• **Collected data entries**:
▬▬▬▬▬▬
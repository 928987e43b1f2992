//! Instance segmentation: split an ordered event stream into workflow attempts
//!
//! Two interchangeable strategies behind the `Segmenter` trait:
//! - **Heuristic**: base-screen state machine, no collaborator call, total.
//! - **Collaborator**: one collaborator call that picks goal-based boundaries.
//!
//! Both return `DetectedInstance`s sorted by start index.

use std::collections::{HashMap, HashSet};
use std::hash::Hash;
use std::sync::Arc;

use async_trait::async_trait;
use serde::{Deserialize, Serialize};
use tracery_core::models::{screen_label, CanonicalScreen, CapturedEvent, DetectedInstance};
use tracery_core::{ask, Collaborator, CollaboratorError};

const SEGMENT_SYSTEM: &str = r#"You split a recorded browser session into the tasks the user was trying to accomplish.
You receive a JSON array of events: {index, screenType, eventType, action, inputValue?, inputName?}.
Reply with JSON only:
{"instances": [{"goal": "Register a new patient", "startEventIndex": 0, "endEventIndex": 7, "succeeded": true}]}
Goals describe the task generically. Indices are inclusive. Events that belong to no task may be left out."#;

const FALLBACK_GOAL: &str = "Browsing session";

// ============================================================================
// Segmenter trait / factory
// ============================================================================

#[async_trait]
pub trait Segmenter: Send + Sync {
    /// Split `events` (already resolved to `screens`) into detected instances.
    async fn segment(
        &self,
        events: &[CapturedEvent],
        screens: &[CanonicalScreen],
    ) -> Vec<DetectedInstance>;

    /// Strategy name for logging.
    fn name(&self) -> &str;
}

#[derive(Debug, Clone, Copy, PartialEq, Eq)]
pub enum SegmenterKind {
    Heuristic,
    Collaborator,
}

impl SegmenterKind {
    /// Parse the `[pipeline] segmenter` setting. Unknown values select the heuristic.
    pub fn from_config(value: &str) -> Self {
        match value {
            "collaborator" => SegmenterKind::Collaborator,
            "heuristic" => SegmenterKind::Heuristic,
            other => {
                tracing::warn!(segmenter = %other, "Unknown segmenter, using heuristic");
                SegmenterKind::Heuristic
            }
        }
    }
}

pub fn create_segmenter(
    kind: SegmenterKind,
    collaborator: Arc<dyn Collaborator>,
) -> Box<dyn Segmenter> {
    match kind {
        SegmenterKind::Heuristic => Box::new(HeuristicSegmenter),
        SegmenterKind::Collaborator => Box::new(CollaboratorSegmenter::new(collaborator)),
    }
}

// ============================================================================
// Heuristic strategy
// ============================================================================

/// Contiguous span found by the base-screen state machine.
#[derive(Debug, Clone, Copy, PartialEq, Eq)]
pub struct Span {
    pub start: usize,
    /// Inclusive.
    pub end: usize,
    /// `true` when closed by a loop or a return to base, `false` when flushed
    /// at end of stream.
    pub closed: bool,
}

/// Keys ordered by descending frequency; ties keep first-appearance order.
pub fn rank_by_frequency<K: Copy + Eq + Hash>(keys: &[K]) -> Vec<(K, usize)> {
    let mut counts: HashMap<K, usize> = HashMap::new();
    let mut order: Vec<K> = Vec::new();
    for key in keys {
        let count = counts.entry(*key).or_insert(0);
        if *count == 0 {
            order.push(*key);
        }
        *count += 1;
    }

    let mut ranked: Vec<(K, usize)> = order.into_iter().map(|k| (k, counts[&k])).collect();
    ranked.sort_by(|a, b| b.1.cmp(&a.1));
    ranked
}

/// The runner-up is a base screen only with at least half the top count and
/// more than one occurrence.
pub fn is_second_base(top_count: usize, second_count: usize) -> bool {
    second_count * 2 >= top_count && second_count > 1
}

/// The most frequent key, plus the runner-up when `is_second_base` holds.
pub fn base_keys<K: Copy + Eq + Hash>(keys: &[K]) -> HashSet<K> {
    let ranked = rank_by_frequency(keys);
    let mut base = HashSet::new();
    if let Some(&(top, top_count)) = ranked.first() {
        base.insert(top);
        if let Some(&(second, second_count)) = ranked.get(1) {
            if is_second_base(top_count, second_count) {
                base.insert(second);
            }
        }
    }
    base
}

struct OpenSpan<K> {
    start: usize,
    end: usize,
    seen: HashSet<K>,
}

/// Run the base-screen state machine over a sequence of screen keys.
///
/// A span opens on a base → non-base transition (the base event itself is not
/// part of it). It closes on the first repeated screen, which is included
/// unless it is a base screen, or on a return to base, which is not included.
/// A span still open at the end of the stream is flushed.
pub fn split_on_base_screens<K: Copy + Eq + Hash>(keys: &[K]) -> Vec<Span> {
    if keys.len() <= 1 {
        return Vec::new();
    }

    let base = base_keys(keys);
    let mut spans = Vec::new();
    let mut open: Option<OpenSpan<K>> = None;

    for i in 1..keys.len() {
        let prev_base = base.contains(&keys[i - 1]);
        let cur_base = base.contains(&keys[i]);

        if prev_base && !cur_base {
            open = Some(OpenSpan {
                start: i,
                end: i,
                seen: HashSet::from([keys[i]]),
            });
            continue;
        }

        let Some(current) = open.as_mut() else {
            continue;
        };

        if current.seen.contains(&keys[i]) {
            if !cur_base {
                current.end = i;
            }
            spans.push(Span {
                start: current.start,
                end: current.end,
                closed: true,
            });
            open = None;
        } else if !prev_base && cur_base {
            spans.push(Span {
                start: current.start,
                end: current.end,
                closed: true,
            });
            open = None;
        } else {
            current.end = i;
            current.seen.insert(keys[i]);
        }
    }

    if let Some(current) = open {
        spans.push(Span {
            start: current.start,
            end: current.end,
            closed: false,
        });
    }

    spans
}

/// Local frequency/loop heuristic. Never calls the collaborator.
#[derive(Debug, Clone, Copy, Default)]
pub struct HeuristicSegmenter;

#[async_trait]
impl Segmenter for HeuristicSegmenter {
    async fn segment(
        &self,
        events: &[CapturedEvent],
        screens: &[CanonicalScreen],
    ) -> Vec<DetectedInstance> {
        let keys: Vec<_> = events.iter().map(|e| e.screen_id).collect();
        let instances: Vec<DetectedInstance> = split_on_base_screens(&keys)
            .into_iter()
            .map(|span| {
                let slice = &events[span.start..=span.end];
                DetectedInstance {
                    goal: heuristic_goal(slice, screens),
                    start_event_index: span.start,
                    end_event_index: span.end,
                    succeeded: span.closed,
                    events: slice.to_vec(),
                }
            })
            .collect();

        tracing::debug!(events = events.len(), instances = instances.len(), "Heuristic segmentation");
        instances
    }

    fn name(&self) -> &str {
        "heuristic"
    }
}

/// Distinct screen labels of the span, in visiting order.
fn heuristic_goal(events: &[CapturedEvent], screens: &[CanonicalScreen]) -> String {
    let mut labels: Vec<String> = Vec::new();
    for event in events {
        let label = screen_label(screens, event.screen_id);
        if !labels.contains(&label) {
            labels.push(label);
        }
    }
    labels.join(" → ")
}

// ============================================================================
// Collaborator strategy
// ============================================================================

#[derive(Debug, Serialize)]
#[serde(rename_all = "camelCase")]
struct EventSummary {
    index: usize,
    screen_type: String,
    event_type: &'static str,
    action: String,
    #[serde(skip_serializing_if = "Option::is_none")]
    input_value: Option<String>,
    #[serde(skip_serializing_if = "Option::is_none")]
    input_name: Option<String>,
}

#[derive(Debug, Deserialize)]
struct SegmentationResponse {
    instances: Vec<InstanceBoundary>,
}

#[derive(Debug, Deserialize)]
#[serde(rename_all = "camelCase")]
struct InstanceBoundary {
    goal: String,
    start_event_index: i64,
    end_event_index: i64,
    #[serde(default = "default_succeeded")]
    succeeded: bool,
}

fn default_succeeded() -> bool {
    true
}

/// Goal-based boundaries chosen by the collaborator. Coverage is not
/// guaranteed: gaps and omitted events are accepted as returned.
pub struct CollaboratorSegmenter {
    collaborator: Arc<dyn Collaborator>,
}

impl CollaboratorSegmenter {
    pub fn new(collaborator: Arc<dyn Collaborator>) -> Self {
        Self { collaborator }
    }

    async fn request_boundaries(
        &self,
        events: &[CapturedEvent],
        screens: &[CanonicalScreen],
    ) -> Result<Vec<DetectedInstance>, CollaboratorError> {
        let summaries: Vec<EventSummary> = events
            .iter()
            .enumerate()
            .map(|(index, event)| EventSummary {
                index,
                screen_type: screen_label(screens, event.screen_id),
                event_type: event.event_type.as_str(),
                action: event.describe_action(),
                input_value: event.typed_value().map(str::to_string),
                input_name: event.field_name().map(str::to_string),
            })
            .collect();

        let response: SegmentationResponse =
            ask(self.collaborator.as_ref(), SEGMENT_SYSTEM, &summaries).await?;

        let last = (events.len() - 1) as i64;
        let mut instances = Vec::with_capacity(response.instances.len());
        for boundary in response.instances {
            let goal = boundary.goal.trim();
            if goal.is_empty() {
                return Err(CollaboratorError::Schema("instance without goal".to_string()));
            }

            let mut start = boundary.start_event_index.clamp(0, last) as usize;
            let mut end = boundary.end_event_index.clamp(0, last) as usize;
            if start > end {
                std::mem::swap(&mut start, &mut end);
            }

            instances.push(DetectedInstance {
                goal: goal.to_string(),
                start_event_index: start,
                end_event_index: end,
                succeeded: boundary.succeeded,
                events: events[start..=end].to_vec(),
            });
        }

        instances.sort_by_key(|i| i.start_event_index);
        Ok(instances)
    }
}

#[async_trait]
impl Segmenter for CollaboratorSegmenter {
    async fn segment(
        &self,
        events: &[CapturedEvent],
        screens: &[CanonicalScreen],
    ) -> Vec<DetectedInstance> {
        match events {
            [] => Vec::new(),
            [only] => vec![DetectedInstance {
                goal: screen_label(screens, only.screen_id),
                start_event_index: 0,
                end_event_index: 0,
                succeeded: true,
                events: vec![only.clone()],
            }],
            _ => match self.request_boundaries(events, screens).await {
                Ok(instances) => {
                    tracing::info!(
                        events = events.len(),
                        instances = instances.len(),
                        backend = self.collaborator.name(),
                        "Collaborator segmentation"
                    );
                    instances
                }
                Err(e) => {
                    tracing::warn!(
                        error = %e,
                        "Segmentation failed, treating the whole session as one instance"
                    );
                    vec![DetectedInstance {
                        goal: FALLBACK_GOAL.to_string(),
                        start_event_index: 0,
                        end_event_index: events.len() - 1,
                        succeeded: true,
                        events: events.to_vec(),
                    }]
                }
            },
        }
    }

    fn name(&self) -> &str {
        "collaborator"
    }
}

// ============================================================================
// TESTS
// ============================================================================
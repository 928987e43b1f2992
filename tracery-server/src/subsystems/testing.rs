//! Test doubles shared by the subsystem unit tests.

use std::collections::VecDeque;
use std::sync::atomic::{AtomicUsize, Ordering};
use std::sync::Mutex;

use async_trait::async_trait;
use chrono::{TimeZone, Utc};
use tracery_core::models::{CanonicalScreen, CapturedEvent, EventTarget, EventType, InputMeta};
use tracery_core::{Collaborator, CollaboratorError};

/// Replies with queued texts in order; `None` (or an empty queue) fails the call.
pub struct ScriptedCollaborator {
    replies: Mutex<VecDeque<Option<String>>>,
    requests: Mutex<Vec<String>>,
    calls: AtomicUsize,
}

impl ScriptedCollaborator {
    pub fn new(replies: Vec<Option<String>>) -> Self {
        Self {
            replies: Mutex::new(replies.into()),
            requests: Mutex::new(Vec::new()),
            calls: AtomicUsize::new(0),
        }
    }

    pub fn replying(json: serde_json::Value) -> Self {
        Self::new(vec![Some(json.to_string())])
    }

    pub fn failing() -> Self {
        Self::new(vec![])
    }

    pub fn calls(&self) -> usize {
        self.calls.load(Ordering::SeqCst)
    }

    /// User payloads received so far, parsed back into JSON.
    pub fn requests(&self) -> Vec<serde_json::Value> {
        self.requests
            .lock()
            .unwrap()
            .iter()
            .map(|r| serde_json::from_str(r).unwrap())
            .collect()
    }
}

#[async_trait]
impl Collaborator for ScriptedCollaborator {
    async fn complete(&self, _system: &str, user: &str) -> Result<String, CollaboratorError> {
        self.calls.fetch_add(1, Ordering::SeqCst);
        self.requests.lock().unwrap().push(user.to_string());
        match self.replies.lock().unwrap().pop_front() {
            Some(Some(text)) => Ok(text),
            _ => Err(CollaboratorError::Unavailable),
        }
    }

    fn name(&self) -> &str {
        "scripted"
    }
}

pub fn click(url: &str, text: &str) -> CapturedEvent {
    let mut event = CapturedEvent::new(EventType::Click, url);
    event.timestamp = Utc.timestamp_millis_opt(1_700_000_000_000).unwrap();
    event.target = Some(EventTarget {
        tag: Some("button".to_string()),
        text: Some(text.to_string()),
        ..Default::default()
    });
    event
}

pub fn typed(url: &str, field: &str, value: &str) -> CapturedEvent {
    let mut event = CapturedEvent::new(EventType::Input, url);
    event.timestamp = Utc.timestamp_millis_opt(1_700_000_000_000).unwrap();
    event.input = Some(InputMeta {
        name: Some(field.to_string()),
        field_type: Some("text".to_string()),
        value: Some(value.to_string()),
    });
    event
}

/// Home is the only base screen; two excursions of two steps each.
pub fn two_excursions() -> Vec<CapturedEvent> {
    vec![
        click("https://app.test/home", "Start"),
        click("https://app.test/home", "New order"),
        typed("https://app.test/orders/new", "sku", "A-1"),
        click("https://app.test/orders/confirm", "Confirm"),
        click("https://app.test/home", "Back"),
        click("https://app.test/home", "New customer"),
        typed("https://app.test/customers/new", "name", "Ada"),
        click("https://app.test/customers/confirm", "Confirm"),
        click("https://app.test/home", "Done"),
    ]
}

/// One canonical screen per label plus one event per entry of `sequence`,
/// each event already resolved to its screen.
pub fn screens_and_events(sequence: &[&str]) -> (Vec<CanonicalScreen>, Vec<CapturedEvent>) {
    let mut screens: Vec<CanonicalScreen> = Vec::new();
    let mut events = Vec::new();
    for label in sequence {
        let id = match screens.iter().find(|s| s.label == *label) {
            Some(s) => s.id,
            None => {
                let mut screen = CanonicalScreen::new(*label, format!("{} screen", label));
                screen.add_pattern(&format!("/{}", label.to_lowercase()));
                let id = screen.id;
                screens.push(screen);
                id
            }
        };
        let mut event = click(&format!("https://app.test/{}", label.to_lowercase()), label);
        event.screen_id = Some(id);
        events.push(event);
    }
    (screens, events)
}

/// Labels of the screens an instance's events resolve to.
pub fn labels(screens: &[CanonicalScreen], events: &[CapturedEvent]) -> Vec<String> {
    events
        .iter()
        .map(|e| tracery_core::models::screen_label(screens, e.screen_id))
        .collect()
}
▬▬▬▬▬▬
• **Your goal**:
The word to look for is "machine"; copy out every line of the entries that holds it.

• **Reply**:
//! - **Heuristic**: base-screen state machine, no collaborator call, total.
/// Contiguous span found by the base-screen state machine.
/// Run the base-screen state machine over a sequence of screen keys.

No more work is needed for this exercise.